# [BRIEF]
For this task, every record below must be reproduced exactly.

════════

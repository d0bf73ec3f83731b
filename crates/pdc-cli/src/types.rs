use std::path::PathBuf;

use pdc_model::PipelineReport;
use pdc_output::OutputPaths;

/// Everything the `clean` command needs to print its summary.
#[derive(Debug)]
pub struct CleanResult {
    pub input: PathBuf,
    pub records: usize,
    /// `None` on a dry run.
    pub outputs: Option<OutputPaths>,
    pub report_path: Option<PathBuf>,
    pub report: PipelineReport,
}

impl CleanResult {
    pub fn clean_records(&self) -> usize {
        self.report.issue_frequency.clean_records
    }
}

════════

# [RESULT OF THIS TASK]
repository d0bf73ec3f83731b
filename crates/pdc-cli/src/types.rs
use std::path::PathBuf;

use pdc_model::PipelineReport;
use pdc_output::OutputPaths;

/// Everything the `clean` command needs to print its summary.
#[derive(Debug)]
pub struct CleanResult {
    pub input: PathBuf,
    pub records: usize,
    /// `None` on a dry run.
    pub outputs: Option<OutputPaths>,
    pub report_path: Option<PathBuf>,
    pub report: PipelineReport,
}

impl CleanResult {
    pub fn clean_records(&self) -> usize {
        self.report.issue_frequency.clean_records
    }
}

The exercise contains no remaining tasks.